Italtel Embrace 1.6.4 GET Token Leak Leads to Account Takeover
CVE-2024-31842 8.8 - High - August 20, 2024

An issue was discovered in Italtel Embrace 1.6.4. The web application inserts the access token of an authenticated user inside GET requests. The query string for the URL could be saved in the browser's history, passed through Referers to other web sites, stored in web logs, or otherwise recorded in other sources. If the query string contains sensitive information such as session identifiers, then attackers can use this information to launch further attacks. Because the access token in sent in GET requests, this vulnerability could lead to complete account takeover.

Italtel Embrace 1.6.4: Auth OS Command Injection
CVE-2024-31843 - May 23, 2024

An issue was discovered in Italtel Embrace 1.6.4. The Web application does not properly check the parameters sent as input before they are processed on the server side. This allows authenticated users to execute commands on the Operating System.

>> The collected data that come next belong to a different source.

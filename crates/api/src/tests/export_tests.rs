// Copyright (C) 2026 Fred Clausen
// Use of this source code is governed by an MIT-style
// license that can be found in the LICENSE file or at
// https://opensource.org/licenses/MIT.

//! CSV and JSON exports.

use std::str::FromStr;

use repatria_persistence::Persistence;

use super::helpers::{
    TestStorage, create_test_admin, create_test_dependent, create_test_form,
    create_test_persistence, create_test_storage, register_test_repatriant, test_now, test_today,
};
use crate::{
    ApiError, AuthenticatedActor, ExportFormat, ExportKind, FileDownload,
    RegisterRepatriantRequest, export, register_repatriant,
};

fn body_text(file: &FileDownload) -> String {
    String::from_utf8(file.body.clone()).unwrap()
}

#[test]
fn test_export_kind_and_format_parse() {
    assert_eq!(ExportKind::from_str("families").unwrap(), ExportKind::Families);
    assert!(matches!(
        ExportKind::from_str("passwords"),
        Err(ApiError::ResourceNotFound { .. })
    ));
    assert_eq!(ExportFormat::from_str("JSON").unwrap(), ExportFormat::Json);
    assert!(matches!(
        ExportFormat::from_str("xml"),
        Err(ApiError::InvalidInput { .. })
    ));
}

#[test]
fn test_repatriant_csv_uses_legacy_header_in_id_order() {
    let mut persistence: Persistence = create_test_persistence();
    let storage: TestStorage = create_test_storage();
    let admin: AuthenticatedActor = create_test_admin(&mut persistence);
    register_test_repatriant(&mut persistence, &storage.storage, &admin, "ПЕТРОВ");
    register_test_repatriant(&mut persistence, &storage.storage, &admin, "СИДОРОВ");

    let file: FileDownload = export(
        &mut persistence,
        ExportKind::Repatriants,
        ExportFormat::Csv,
        &admin,
        test_now(),
    )
    .unwrap();

    assert_eq!(file.file_name, "repatriants_20260301_120000.csv");
    assert!(file.content_type.starts_with("text/csv"));
    let text: String = body_text(&file);
    let lines: Vec<&str> = text.lines().collect();
    assert_eq!(lines[0], "ID,F,I,O,SEX,DATE_R,FROM_LOC,SEM_POLOJ,REZERV");
    assert!(lines[1].starts_with("1,ПЕТРОВ,ИВАН,ПЕТРОВИЧ,М,1980-05-17,КАЗАХСТАН"));
    assert!(lines[2].starts_with("2,СИДОРОВ"));
}

#[test]
fn test_user_json_never_contains_password_hash() {
    let mut persistence: Persistence = create_test_persistence();
    let admin: AuthenticatedActor = create_test_admin(&mut persistence);

    let file: FileDownload = export(
        &mut persistence,
        ExportKind::Users,
        ExportFormat::Json,
        &admin,
        test_now(),
    )
    .unwrap();

    let text: String = body_text(&file);
    assert!(text.contains("\"username\": \"admin\""));
    assert!(!text.contains("password"));
    assert_eq!(file.file_name, "users_20260301_120000.json");
}

#[test]
fn test_family_export_tags_children_and_adults() {
    let mut persistence: Persistence = create_test_persistence();
    let storage: TestStorage = create_test_storage();
    let admin: AuthenticatedActor = create_test_admin(&mut persistence);
    let request: RegisterRepatriantRequest = RegisterRepatriantRequest {
        form: create_test_form("ИВАНОВ"),
        children: vec![create_test_dependent("сын", "петр", "2015")],
        family_members: vec![create_test_dependent("жена", "анна", "1982")],
    };
    register_repatriant(
        &mut persistence,
        &storage.storage,
        &request,
        &admin,
        test_today(),
    )
    .unwrap();

    let file: FileDownload = export(
        &mut persistence,
        ExportKind::Families,
        ExportFormat::Csv,
        &admin,
        test_now(),
    )
    .unwrap();

    let text: String = body_text(&file);
    assert!(text.contains("1,CHILD,СЫН,ПЕТР,2015"));
    assert!(text.contains("1,ADULT,ЖЕНА,АННА,1982"));
}

#[test]
fn test_export_is_audited() {
    let mut persistence: Persistence = create_test_persistence();
    let admin: AuthenticatedActor = create_test_admin(&mut persistence);

    export(
        &mut persistence,
        ExportKind::Logs,
        ExportFormat::Csv,
        &admin,
        test_now(),
    )
    .unwrap();

    let (logs, _) = persistence.list_logs(1).unwrap();
    assert_eq!(logs[0].action_name, "EXPORT");
    assert_eq!(logs[0].action_text, "EXPORTED LOGS AS CSV");
}
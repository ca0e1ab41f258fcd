// Copyright (C) 2026 Fred Clausen
// Use of this source code is governed by an MIT-style
// license that can be found in the LICENSE file or at
// https://opensource.org/licenses/MIT.

//! SQLite-specific backend utilities.
//!
//! This module is limited to:
//! - Connection initialization
//! - Migration execution
//! - SQLite-specific configuration (PRAGMA statements)
//! - Registration of the custom SQL functions
//! - SQLite-specific workarounds (e.g., `last_insert_rowid()`)

use diesel::dsl::sql;
use diesel::prelude::*;
use diesel::sql_types::{BigInt, Integer};
use diesel::{Connection, RunQueryDsl, SqliteConnection};
use diesel_migrations::{EmbeddedMigrations, MigrationHarness, embed_migrations};
use repatria_domain::WordMatcher;
use tracing::{debug, info};

use crate::error::PersistenceError;
use crate::sql_functions::{is_minor_birth_year_utils, split_part_utils, word_match_utils};

pub const MIGRATIONS: EmbeddedMigrations = embed_migrations!("migrations");

/// Helper row struct for PRAGMA queries.
///
/// This is a justified use of raw SQL as Diesel has no PRAGMA DSL.
#[derive(QueryableByName)]
struct PragmaRow {
    #[diesel(sql_type = Integer)]
    foreign_keys: i32,
}

/// Helper function to get the last inserted row ID.
///
/// # Errors
///
/// Returns an error if the query fails.
pub fn get_last_insert_rowid(conn: &mut SqliteConnection) -> Result<i64, PersistenceError> {
    Ok(diesel::select(sql::<BigInt>("last_insert_rowid()")).get_result(conn)?)
}

/// Verifies that foreign key enforcement is enabled.
///
/// Cascading deletes of dependents and case notes depend on it.
///
/// # Errors
///
/// Returns an error if foreign key enforcement is not enabled.
pub fn verify_foreign_key_enforcement(conn: &mut SqliteConnection) -> Result<(), PersistenceError> {
    // NOTE: PRAGMA is raw SQL (justified - Diesel has no PRAGMA DSL)
    let foreign_keys_enabled: i32 = diesel::sql_query("PRAGMA foreign_keys")
        .get_result::<PragmaRow>(conn)?
        .foreign_keys;

    if foreign_keys_enabled == 0 {
        return Err(PersistenceError::ForeignKeyEnforcementNotEnabled);
    }

    info!("SQLite foreign key enforcement is enabled");
    Ok(())
}

/// Registers `word_match`, `split_part` and `is_minor_birth_year` on the
/// connection.
///
/// Functions are per connection, so this runs for every connection that is
/// opened, in-memory or not.
///
/// # Errors
///
/// Returns an error if `SQLite` rejects a registration.
pub fn register_sql_functions(conn: &mut SqliteConnection) -> Result<(), PersistenceError> {
    let mut matcher: WordMatcher = WordMatcher::new();
    word_match_utils::register_nondeterministic_impl(conn, move |haystack: Option<String>, needle: String| {
        haystack.is_some_and(|value| matcher.matches(&value, &needle))
    })
    .map_err(|e| PersistenceError::InitializationError(e.to_string()))?;

    split_part_utils::register_impl(
        conn,
        |value: Option<String>, delimiter: String, index: i32| {
            value.and_then(|v| repatria_domain::split_part(&v, &delimiter, index))
        },
    )
    .map_err(|e| PersistenceError::InitializationError(e.to_string()))?;

    is_minor_birth_year_utils::register_impl(
        conn,
        |birth_year: Option<String>, current_year: i32| {
            birth_year
                .as_deref()
                .and_then(repatria_domain::extract_birth_year)
                .is_some_and(|year| repatria_domain::is_minor_birth_year(year, current_year))
        },
    )
    .map_err(|e| PersistenceError::InitializationError(e.to_string()))?;

    debug!("Registered custom SQL functions");
    Ok(())
}

/// Run pending migrations on the provided connection.
///
/// # Errors
///
/// Returns an error if migration execution fails.
pub fn run_migrations(
    conn: &mut SqliteConnection,
) -> Result<(), Box<dyn std::error::Error + Send + Sync>> {
    info!("Running SQLite database migrations");
    conn.run_pending_migrations(MIGRATIONS)?;
    Ok(())
}

/// Initialize a `SQLite` database at the given URL and run migrations.
///
/// # Arguments
///
/// * `database_url` - The `SQLite` database URL (e.g., `":memory:"` or file path)
///
/// # Errors
///
/// Returns an error if connection, function registration, or migration fails.
pub fn initialize_database(database_url: &str) -> Result<SqliteConnection, PersistenceError> {
    info!("Initializing SQLite database at: {}", database_url);

    let mut conn: SqliteConnection = SqliteConnection::establish(database_url)
        .map_err(|e| PersistenceError::DatabaseConnectionFailed(e.to_string()))?;

    // NOTE: PRAGMA is raw SQL (justified - Diesel has no PRAGMA DSL)
    diesel::sql_query("PRAGMA foreign_keys = ON")
        .execute(&mut conn)
        .map_err(|e| PersistenceError::QueryFailed(e.to_string()))?;

    register_sql_functions(&mut conn)?;

    run_migrations(&mut conn).map_err(|e| PersistenceError::MigrationFailed(e.to_string()))?;

    Ok(conn)
}

/// Enable WAL mode for file-based `SQLite` databases.
///
/// # Errors
///
/// Returns an error if the PRAGMA statement fails.
pub fn enable_wal_mode(conn: &mut SqliteConnection) -> Result<(), PersistenceError> {
    diesel::sql_query("PRAGMA journal_mode = WAL")
        .execute(conn)
        .map_err(|e| PersistenceError::QueryFailed(e.to_string()))?;
    Ok(())
}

Stored XSS in Italtel Embrace 1.6.4 via GET param
CVE-2024-31847 6.1 - Medium - May 21, 2024

An issue was discovered in Italtel Embrace 1.6.4. A stored cross-site scripting (XSS) vulnerability allows authenticated and unauthenticated remote attackers to inject arbitrary web script or HTML into a GET parameter. This reflects/stores the user input without sanitization.

XSS

Italtel Embrace 1.6.4 Path Disclosure via Error Handling
CVE-2024-31844 5.3 - Medium - May 21, 2024

An issue was discovered in Italtel Embrace 1.6.4. The server does not properly handle application errors. In some cases, this leads to a disclosure of information about the server. An unauthenticated user is able craft specific requests in order to make the application generate an error. Inside an error message, some information about the server is revealed, such as the absolute path of the source code of the application. This kind of information can help an attacker to perform other attacks against the system. This can be exploited without authentication.

Generation of Error Message Containing Sensitive Information

Italtel Embrace 1.6.4 UI Reveals Cleartext Email Password
CVE-2024-31840 6.5 - Medium - May 21, 2024

An issue was discovered in Italtel Embrace 1.6.4. The web application inserts cleartext passwords in the HTML source code. An authenticated user is able to edit the configuration of the email server. Once the user access the edit function, the web application fills the edit form with the current credentials for the email account, including the cleartext password.

Cleartext Storage of Sensitive Information

Italtel Embrace 1.6.4 Log Injection via GET Parameter Exposes User Attribution
CVE-2024-31845 - May 21, 2024

An issue was discovered in Italtel Embrace 1.6.4. The product does not neutralize or incorrectly neutralizes output that is written to logs. The web application writes logs using a GET query string parameter. This parameter can be modified by an attacker, so that every action he performs is attributed to a different user. This can be exploited without authentication.

Italtel Embrace 1.6.4: Unauthorized Access Vulnerability
CVE-2024-31846 - April 19, 2024

An issue was discovered in Italtel Embrace 1.6.4. The web application does not restrict or incorrectly restricts access to a resource from an unauthorized actor.

Italtel Embrace 1.6.4: Unauth Remote LFI via Unsanitized Input
CVE-2024-31841 - April 19, 2024

An issue was discovered in Italtel Embrace 1.6.4. The web server fails to sanitize input data, allowing remote unauthenticated attackers to read arbitrary files on the filesystem.